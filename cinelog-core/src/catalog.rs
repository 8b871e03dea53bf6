//! Catalog reads, provider-backed search fallback and discovery sync.

use std::sync::Arc;

use tracing::{info, warn};

use crate::database::ports::media::MediaRepository;
use crate::error::{CoreError, Result};
use crate::providers::MetadataProvider;
use cinelog_model::{Media, MediaId, MediaType, SeriesLayout};

/// Default number of rows returned by listings and searches.
pub const DEFAULT_CATALOG_LIMIT: u32 = 100;

#[derive(Clone)]
pub struct CatalogService {
    media: Arc<dyn MediaRepository>,
    provider: Arc<dyn MetadataProvider>,
}

impl std::fmt::Debug for CatalogService {
    fn fmt(&self, f: &mut std::fmt::Formatter<'_>) -> std::fmt::Result {
        f.debug_struct("CatalogService").finish_non_exhaustive()
    }
}

impl CatalogService {
    pub fn new(media: Arc<dyn MediaRepository>, provider: Arc<dyn MetadataProvider>) -> Self {
        Self { media, provider }
    }

    pub async fn list_recent(&self) -> Result<Vec<Media>> {
        self.media.list_recent(DEFAULT_CATALOG_LIMIT).await
    }

    pub async fn get(&self, media_id: MediaId) -> Result<Media> {
        self.media
            .get(media_id)
            .await?
            .ok_or_else(|| CoreError::NotFound(format!("media {media_id}")))
    }

    /// Local title search, falling back to the provider when nothing is
    /// stored yet. Fallback hits are upserted so the next search is local.
    pub async fn search(&self, query: &str) -> Result<Vec<Media>> {
        let query = query.trim();
        if query.is_empty() {
            return self.list_recent().await;
        }

        let local = self
            .media
            .search_title(query, DEFAULT_CATALOG_LIMIT)
            .await?;
        if !local.is_empty() {
            return Ok(local);
        }

        let fetched = self.provider.search_movies(query).await?;
        if fetched.is_empty() {
            return Ok(Vec::new());
        }
        for item in &fetched {
            self.media.upsert(item).await?;
        }
        info!(
            "Search fallback stored {} catalog rows for \"{}\"",
            fetched.len(),
            query
        );

        self.media.search_title(query, DEFAULT_CATALOG_LIMIT).await
    }

    /// Pull the provider's discovery listings into the catalog. Upserts are
    /// keyed by provider id, so overlapping listings collapse to one row
    /// each without any in-memory deduplication.
    pub async fn sync(&self) -> Result<u32> {
        let items = self.provider.discover().await?;
        let mut stored = 0u32;
        for item in &items {
            self.media.upsert(item).await?;
            stored += 1;
        }
        info!("Synced {} media items from the metadata provider", stored);
        Ok(stored)
    }

    /// Season/episode layout for the reconciler.
    ///
    /// Movies collapse to the synthetic one-episode layout without a
    /// provider call. Unknown ids and provider outages degrade to an empty
    /// layout (zero total) instead of failing: toggles must stay accepted
    /// while metadata is missing, with percentages reported as 0.
    pub async fn series_layout(&self, media_id: MediaId) -> Result<SeriesLayout> {
        let media = self.media.get(media_id).await?;

        if let Some(media) = &media {
            if media.media_type == MediaType::Movie {
                return Ok(SeriesLayout::movie(media_id));
            }
        }

        match self.provider.series_layout(media_id).await {
            Ok(layout) => Ok(layout),
            Err(err) => {
                warn!(
                    "No season metadata for series {} yet ({}); progress degrades to 0%",
                    media_id, err
                );
                Ok(SeriesLayout::new(media_id, MediaType::Show, vec![], None))
            }
        }
    }
}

----

* [Problem to work on]
Once you have read the data above, print all of it again exactly.

* [Task output]
filename cinelog-core/src/catalog.rs
repository 8b871e03dea53bf6
//! Catalog reads, provider-backed search fallback and discovery sync.

use std::sync::Arc;

use tracing::{info, warn};

use crate::database::ports::media::MediaRepository;
use crate::error::{CoreError, Result};
use crate::providers::MetadataProvider;
use cinelog_model::{Media, MediaId, MediaType, SeriesLayout};

/// Default number of rows returned by listings and searches.
pub const DEFAULT_CATALOG_LIMIT: u32 = 100;

#[derive(Clone)]
pub struct CatalogService {
    media: Arc<dyn MediaRepository>,
    provider: Arc<dyn MetadataProvider>,
}

impl std::fmt::Debug for CatalogService {
    fn fmt(&self, f: &mut std::fmt::Formatter<'_>) -> std::fmt::Result {
        f.debug_struct("CatalogService").finish_non_exhaustive()
    }
}

impl CatalogService {
    pub fn new(media: Arc<dyn MediaRepository>, provider: Arc<dyn MetadataProvider>) -> Self {
        Self { media, provider }
    }

    pub async fn list_recent(&self) -> Result<Vec<Media>> {
        self.media.list_recent(DEFAULT_CATALOG_LIMIT).await
    }

    pub async fn get(&self, media_id: MediaId) -> Result<Media> {
        self.media
            .get(media_id)
            .await?
            .ok_or_else(|| CoreError::NotFound(format!("media {media_id}")))
    }

    /// Local title search, falling back to the provider when nothing is
    /// stored yet. Fallback hits are upserted so the next search is local.
    pub async fn search(&self, query: &str) -> Result<Vec<Media>> {
        let query = query.trim();
        if query.is_empty() {
            return self.list_recent().await;
        }

        let local = self
            .media
            .search_title(query, DEFAULT_CATALOG_LIMIT)
            .await?;
        if !local.is_empty() {
            return Ok(local);
        }

        let fetched = self.provider.search_movies(query).await?;
        if fetched.is_empty() {
            return Ok(Vec::new());
        }
        for item in &fetched {
            self.media.upsert(item).await?;
        }
        info!(
            "Search fallback stored {} catalog rows for \"{}\"",
            fetched.len(),
            query
        );

        self.media.search_title(query, DEFAULT_CATALOG_LIMIT).await
    }

    /// Pull the provider's discovery listings into the catalog. Upserts are
    /// keyed by provider id, so overlapping listings collapse to one row
    /// each without any in-memory deduplication.
    pub async fn sync(&self) -> Result<u32> {
        let items = self.provider.discover().await?;
        let mut stored = 0u32;
        for item in &items {
            self.media.upsert(item).await?;
            stored += 1;
        }
        info!("Synced {} media items from the metadata provider", stored);
        Ok(stored)
    }

    /// Season/episode layout for the reconciler.
    ///
    /// Movies collapse to the synthetic one-episode layout without a
    /// provider call. Unknown ids and provider outages degrade to an empty
    /// layout (zero total) instead of failing: toggles must stay accepted
    /// while metadata is missing, with percentages reported as 0.
    pub async fn series_layout(&self, media_id: MediaId) -> Result<SeriesLayout> {
        let media = self.media.get(media_id).await?;

        if let Some(media) = &media {
            if media.media_type == MediaType::Movie {
                return Ok(SeriesLayout::movie(media_id));
            }
        }

        match self.provider.series_layout(media_id).await {
            Ok(layout) => Ok(layout),
            Err(err) => {
                warn!(
                    "No season metadata for series {} yet ({}); progress degrades to 0%",
                    media_id, err
                );
                Ok(SeriesLayout::new(media_id, MediaType::Show, vec![], None))
            }
        }
    }
}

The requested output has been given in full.